■ **Task requirements**:
Read through the records. Copy each line that has the word "unknown".

■ **Task inputs**:
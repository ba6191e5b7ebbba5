//! Static Swiss reference tables: insurers, canton costs, postal prefixes.
//!
//! These are read-only configuration consumed by the payment and
//! eligibility services. [`ReferenceData::swiss_defaults`] carries the
//! tables in production use; tests and deployments may build their own.

use std::collections::HashMap;

use serde::Serialize;

use crate::types::{Canton, InsuranceModel};

/// Basis points in one whole (100 %).
pub const BASIS_POINTS: u32 = 10_000;

#[derive(Debug, Clone, Serialize)]
#[serde(rename_all = "camelCase")]
pub struct InsurerInfo {
    pub id: &'static str,
    pub name: &'static str,
    pub supported_models: Vec<InsuranceModel>,
    pub requires_gp_referral: bool,
    /// Share of the monitoring cost the insurer reimburses.
    pub reimbursement_rate_bp: u32,
}

#[derive(Debug, Clone, Copy, PartialEq, Eq, Serialize)]
#[serde(rename_all = "camelCase")]
pub struct CantonCost {
    pub base_price_chf: u32,
    /// Default reimbursement rate when the insurer is unknown.
    pub coverage_rate_bp: u32,
}

#[derive(Debug, Clone)]
pub struct ReferenceData {
    pub insurers: Vec<InsurerInfo>,
    pub canton_costs: HashMap<Canton, CantonCost>,
    /// Two-digit postal-code prefixes in use per canton. Cantons without an
    /// entry are not checked.
    pub postal_prefixes: HashMap<Canton, Vec<&'static str>>,
}

impl ReferenceData {
    pub fn insurer(&self, id: &str) -> Option<&InsurerInfo> {
        self.insurers.iter().find(|i| i.id.eq_ignore_ascii_case(id))
    }

    pub fn canton_cost(&self, canton: Canton) -> Option<CantonCost> {
        self.canton_costs.get(&canton).copied()
    }

    /// Whether `postal_code` plausibly belongs to `canton`.
    pub fn postal_code_matches(&self, canton: Canton, postal_code: &str) -> bool {
        match self.postal_prefixes.get(&canton) {
            None => true,
            Some(prefixes) => prefixes.iter().any(|p| postal_code.starts_with(p)),
        }
    }

    pub fn swiss_defaults() -> Self {
        use InsuranceModel::*;

        let insurers = vec![
            insurer("css", "CSS", &[Standard, Flex, Hmo, Hausarzt], false, 9_000),
            insurer("helsana", "Helsana", &[Standard, Flex, Hmo, Telmed], true, 8_500),
            insurer("swica", "SWICA", &[Standard, Hmo, Hausarzt, Telmed], true, 8_800),
            insurer("assura", "Assura", &[Standard, Flex], false, 8_000),
            insurer("groupe_mutuel", "Groupe Mutuel", &[Standard, Flex, Hmo], false, 8_500),
            insurer("atupri", "Atupri", &[Standard, Hausarzt, Telmed], true, 8_700),
            insurer("concordia", "Concordia", &[Standard, Flex, Hmo, Hausarzt], true, 8_600),
            insurer("kpt", "KPT", &[Standard, Hmo, Telmed], true, 8_300),
            insurer("sanitas", "Sanitas", &[Standard, Flex, Hausarzt], false, 8_900),
        ];

        let canton_costs = [
            (Canton::Zh, 350, 9_000),
            (Canton::Be, 340, 8_800),
            (Canton::Ge, 360, 8_500),
            (Canton::Vd, 355, 8_700),
            (Canton::Ag, 345, 8_900),
            (Canton::Sg, 330, 9_000),
            (Canton::Lu, 325, 9_100),
            (Canton::Ti, 340, 8_800),
            (Canton::Vs, 320, 9_200),
            (Canton::Bl, 350, 8_900),
            (Canton::Bs, 365, 8_600),
            (Canton::So, 335, 9_000),
            (Canton::Tg, 330, 9_100),
            (Canton::Gr, 325, 9_200),
            (Canton::Fr, 340, 8_800),
            (Canton::Sh, 345, 8_900),
            (Canton::Ne, 350, 8_700),
            (Canton::Ju, 335, 9_000),
            (Canton::Zg, 360, 8_500),
            (Canton::Sz, 340, 8_800),
            (Canton::Ow, 320, 9_300),
            (Canton::Nw, 325, 9_200),
            (Canton::Gl, 330, 9_100),
            (Canton::Ur, 315, 9_400),
            (Canton::Ai, 310, 9_500),
            (Canton::Ar, 325, 9_200),
        ]
        .into_iter()
        .map(|(canton, base_price_chf, coverage_rate_bp)| {
            (
                canton,
                CantonCost {
                    base_price_chf,
                    coverage_rate_bp,
                },
            )
        })
        .collect();

        let postal_prefixes = HashMap::from([
            (Canton::Zh, vec!["80", "81", "82", "84", "89"]),
            (Canton::Be, vec!["30", "31", "32", "33", "34", "35", "36", "37", "38"]),
            (Canton::Ge, vec!["12"]),
        ]);

        Self {
            insurers,
            canton_costs,
            postal_prefixes,
        }
    }
}

fn insurer(
    id: &'static str,
    name: &'static str,
    models: &[InsuranceModel],
    requires_gp_referral: bool,
    reimbursement_rate_bp: u32,
) -> InsurerInfo {
    InsurerInfo {
        id,
        name,
        supported_models: models.to_vec(),
        requires_gp_referral,
        reimbursement_rate_bp,
    }
}

#[cfg(test)]
mod tests {
    use super::*;

    #[test]
    fn every_canton_has_a_cost_entry() {
        let data = ReferenceData::swiss_defaults();
        for canton in Canton::ALL {
            assert!(data.canton_cost(canton).is_some(), "missing cost for {canton}");
        }
    }

    #[test]
    fn insurer_lookup_is_case_insensitive() {
        let data = ReferenceData::swiss_defaults();
        let helsana = data.insurer("Helsana").unwrap();
        assert!(helsana.requires_gp_referral);
        assert_eq!(helsana.reimbursement_rate_bp, 8_500);
        assert!(data.insurer("unknown").is_none());
    }

    #[test]
    fn postal_prefixes_check_listed_cantons_only() {
        let data = ReferenceData::swiss_defaults();
        assert!(data.postal_code_matches(Canton::Zh, "8001"));
        assert!(!data.postal_code_matches(Canton::Zh, "9999"));
        assert!(data.postal_code_matches(Canton::Ge, "1201"));
        assert!(!data.postal_code_matches(Canton::Ge, "8001"));
        // No table for Ticino, so anything passes.
        assert!(data.postal_code_matches(Canton::Ti, "6900"));
    }
}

■ **Written reply**:
    /// Default reimbursement rate when the insurer is unknown.
        assert!(data.insurer("unknown").is_none());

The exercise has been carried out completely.